When Jesus says "Knock and the door shall be opened," and "Ask, you shall receive," I take him at his word, but so often I have knelt or cradled my wounds at some door -- closed, shut and impenetrable. This is when I'm in real trouble. The easy answer -- find the open door, but when I do, I realize I'm on the Titanic. I don't need a door but a life raft.

Lately, I've been making my knuckles raw pounding on that door: pondering if the best of life is over because of a looming empty nest; knowing I am changing physically and spiritually AGAIN and I can't control the outcome; worrying about my potentially life threatening and certainly quality-of-life threatening illness; responding to the command to finally move out of Texas and into the mountains -- mine and my husband's lifelong dream; but, wanting answers of where, how and when, NOW.
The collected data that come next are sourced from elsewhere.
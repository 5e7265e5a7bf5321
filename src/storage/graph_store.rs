//! JSON storage for graphs
//!
//! Each graph lives in `.canvas/graphs/{id}.json` as one pretty-printed JSON
//! document. Readers take a shared lock and writers an exclusive one, and
//! writes go to a temp file that is renamed into place, so a reader always
//! sees a complete snapshot.

use std::fs::{self, File, OpenOptions};
use std::io::{BufReader, BufWriter, Write};
use std::path::{Path, PathBuf};

use anyhow::{Context, Result};
use fs2::FileExt;
use thiserror::Error;

use crate::domain::{Graph, GraphId};

#[derive(Debug, Error)]
pub enum StoreError {
    #[error("Graph not found: {0}")]
    GraphNotFound(GraphId),

    #[error("Graph '{0}' already exists")]
    GraphAlreadyExists(GraphId),
}

/// Store for graph documents
pub struct GraphStore {
    dir: PathBuf,
}

impl GraphStore {
    /// Creates a store rooted at the given directory
    pub fn new(dir: impl Into<PathBuf>) -> Self {
        Self { dir: dir.into() }
    }

    /// Creates the default store for a project
    pub fn for_project(project_root: &Path) -> Self {
        Self::new(project_root.join(".canvas").join("graphs"))
    }

    /// Returns the directory holding the graph files
    pub fn dir(&self) -> &Path {
        &self.dir
    }

    /// Returns the file path for a graph
    pub fn path_for(&self, id: &GraphId) -> PathBuf {
        self.dir.join(format!("{}.json", id))
    }

    /// Returns true if the graph has a file
    pub fn exists(&self, id: &GraphId) -> bool {
        self.path_for(id).is_file()
    }

    /// Reads one graph
    pub fn get(&self, id: &GraphId) -> Result<Graph> {
        let path = self.path_for(id);
        if !path.is_file() {
            return Err(StoreError::GraphNotFound(id.clone()).into());
        }
        read_graph_file(&path)
    }

    /// Reads all graphs, sorted by id
    pub fn list(&self) -> Result<Vec<Graph>> {
        if !self.dir.is_dir() {
            return Ok(Vec::new());
        }

        let entries = fs::read_dir(&self.dir)
            .with_context(|| format!("Failed to read graph directory: {}", self.dir.display()))?;

        let mut graphs = Vec::new();
        for entry in entries {
            let path = entry.context("Failed to read directory entry")?.path();
            if path.extension().map(|ext| ext == "json").unwrap_or(false) {
                graphs.push(read_graph_file(&path)?);
            }
        }

        graphs.sort_by(|a, b| a.id.cmp(&b.id));
        Ok(graphs)
    }

    /// Writes a graph, replacing any previous version
    pub fn save(&self, graph: &Graph) -> Result<()> {
        fs::create_dir_all(&self.dir)
            .with_context(|| format!("Failed to create directory: {}", self.dir.display()))?;

        let path = self.path_for(&graph.id);
        let temp_path = path.with_extension("json.tmp");

        {
            let file = OpenOptions::new()
                .write(true)
                .create(true)
                .truncate(true)
                .open(&temp_path)
                .with_context(|| format!("Failed to create temp file: {}", temp_path.display()))?;

            file.lock_exclusive()
                .context("Failed to acquire write lock on graph file")?;

            let mut writer = BufWriter::new(&file);
            serde_json::to_writer_pretty(&mut writer, graph).context("Failed to serialize graph")?;
            writeln!(writer).context("Failed to write graph")?;
            writer.flush().context("Failed to flush graph file")?;
        }

        // Atomic rename
        fs::rename(&temp_path, &path).with_context(|| {
            format!(
                "Failed to rename {} to {}",
                temp_path.display(),
                path.display()
            )
        })?;

        Ok(())
    }

    /// Saves a new graph, failing if the id is taken
    pub fn create(&self, graph: &Graph) -> Result<()> {
        if self.exists(&graph.id) {
            return Err(StoreError::GraphAlreadyExists(graph.id.clone()).into());
        }
        self.save(graph)
    }

    /// Reads a graph, creating an empty one if it does not exist yet
    pub fn ensure(&self, id: &GraphId, name: &str) -> Result<Graph> {
        if self.exists(id) {
            return self.get(id);
        }
        let graph = Graph::new(id.clone(), name);
        self.save(&graph)?;
        Ok(graph)
    }

    /// Deletes a graph file
    pub fn delete(&self, id: &GraphId) -> Result<()> {
        let path = self.path_for(id);
        if !path.is_file() {
            return Err(StoreError::GraphNotFound(id.clone()).into());
        }
        fs::remove_file(&path)
            .with_context(|| format!("Failed to delete graph file: {}", path.display()))
    }
}

/// Reads a graph document from any path
pub fn read_graph_file(path: &Path) -> Result<Graph> {
    let file = File::open(path)
        .with_context(|| format!("Failed to open graph file: {}", path.display()))?;

    // Acquire shared lock for reading
    file.lock_shared()
        .context("Failed to acquire read lock on graph file")?;

    let graph: Graph = serde_json::from_reader(BufReader::new(&file))
        .with_context(|| format!("Failed to parse graph file: {}", path.display()))?;

    // Lock is released when file is dropped
    Ok(graph)
}

#[cfg(test)]
mod tests {
    use super::*;
    use crate::domain::{Edge, Node};
    use tempfile::TempDir;

    fn graph_id(id: &str) -> GraphId {
        id.parse().unwrap()
    }

    fn sample_graph() -> Graph {
        let mut graph = Graph::new(graph_id("plan"), "Plan");
        graph.add_node(Node::new("a", "A"));
        graph.add_node(Node::new("b", "B"));
        graph.add_edge(Edge::direct("e1", "a", "b"));
        graph
    }

    #[test]
    fn empty_store() {
        let dir = TempDir::new().unwrap();
        let store = GraphStore::new(dir.path().join("graphs"));

        assert!(store.list().unwrap().is_empty());
        assert!(!store.exists(&graph_id("plan")));
        assert!(store.get(&graph_id("plan")).is_err());
    }

    #[test]
    fn save_and_get() {
        let dir = TempDir::new().unwrap();
        let store = GraphStore::new(dir.path());

        let graph = sample_graph();
        store.save(&graph).unwrap();

        assert!(store.exists(&graph.id));
        let loaded = store.get(&graph.id).unwrap();
        assert_eq!(loaded, graph);
        assert!(!dir.path().join("plan.json.tmp").exists());
    }

    #[test]
    fn save_replaces() {
        let dir = TempDir::new().unwrap();
        let store = GraphStore::new(dir.path());

        let mut graph = sample_graph();
        store.save(&graph).unwrap();

        graph.remove_node("a").unwrap();
        store.save(&graph).unwrap();

        let loaded = store.get(&graph.id).unwrap();
        assert_eq!(loaded.nodes.len(), 1);
        assert!(loaded.edges.is_empty());
    }

    #[test]
    fn create_rejects_duplicates() {
        let dir = TempDir::new().unwrap();
        let store = GraphStore::new(dir.path());

        let graph = sample_graph();
        store.create(&graph).unwrap();

        let err = store.create(&graph).unwrap_err();
        assert!(matches!(
            err.downcast_ref::<StoreError>(),
            Some(StoreError::GraphAlreadyExists(_))
        ));
    }

    #[test]
    fn list_sorted_by_id() {
        let dir = TempDir::new().unwrap();
        let store = GraphStore::new(dir.path());

        for id in ["zeta", "alpha", "mid"] {
            store.save(&Graph::new(graph_id(id), id)).unwrap();
        }
        fs::write(dir.path().join("notes.txt"), "ignored").unwrap();

        let ids: Vec<_> = store
            .list()
            .unwrap()
            .into_iter()
            .map(|g| g.id.to_string())
            .collect();
        assert_eq!(ids, vec!["alpha", "mid", "zeta"]);
    }

    #[test]
    fn ensure_creates_once() {
        let dir = TempDir::new().unwrap();
        let store = GraphStore::new(dir.path());
        let id = graph_id("workspace");

        let mut graph = store.ensure(&id, "Workspace").unwrap();
        assert_eq!(graph.name, "Workspace");

        graph.add_node(Node::new("a", "A"));
        store.save(&graph).unwrap();

        let again = store.ensure(&id, "Other").unwrap();
        assert_eq!(again.name, "Workspace");
        assert_eq!(again.nodes.len(), 1);
    }

    #[test]
    fn delete_graph() {
        let dir = TempDir::new().unwrap();
        let store = GraphStore::new(dir.path());

        let graph = sample_graph();
        store.save(&graph).unwrap();
        store.delete(&graph.id).unwrap();

        assert!(!store.exists(&graph.id));
        let err = store.delete(&graph.id).unwrap_err();
        assert!(matches!(
            err.downcast_ref::<StoreError>(),
            Some(StoreError::GraphNotFound(_))
        ));
    }

    #[test]
    fn read_legacy_file() {
        let dir = TempDir::new().unwrap();
        let path = dir.path().join("legacy.json");
        fs::write(
            &path,
            r#"{
  "id": "legacy",
  "name": "Legacy",
  "nodes": [{"id": "a", "text": "A"}, {"id": "c", "text": "C"}],
  "edges": [{"id": "e", "source_id": "a", "target_id": "c", "source_ids": ["a", "b"]}]
}"#,
        )
        .unwrap();

        let graph = read_graph_file(&path).unwrap();
        assert_eq!(graph.edges["e"].sources.len(), 2);

        let list = graph.dependency_list();
        assert_eq!(list.rows.len(), 2);
        assert_eq!(list.summary.ready, 2);
    }

    #[test]
    fn malformed_file_reports_path() {
        let dir = TempDir::new().unwrap();
        let path = dir.path().join("broken.json");
        fs::write(&path, "{ not json").unwrap();

        let err = read_graph_file(&path).unwrap_err();
        assert!(format!("{:#}", err).contains("broken.json"));
    }
}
I am asking the right questions, at the right time but from the wrong perspective. God's time is not my time and God's concerns are for my spirit and not so much about my body or earthly constraints. God cares for me, YES, but God cares for that part of me that is infinite -- the spirit living a human existence. Changes the answers doesn't it.

Mother Teresa ministered to the lepers and the Dalia Lama has lived in exile- both over fifty years. Nelson Mandela prayed for the healing of a nation from a jail cell on Robber's Island for twenty-seven years. Jesus spent forty days and nights in a desert, without food and water, seeking his answers. The spiritual life is never easy.

The optimal time for a woman to give birth is when the cervix has thinned one hundred percent and opened to ten centimeters. There is preparing, nesting, laboring and yes, even pain, before the head crowns.

So I will sit at my door to wait for it to open. And knowing me, I will bang on it from time to time, but I will keep this forward in my mind -- pause, breathe, listen and discern. The possibilities are endless and God is choosing the right one for me.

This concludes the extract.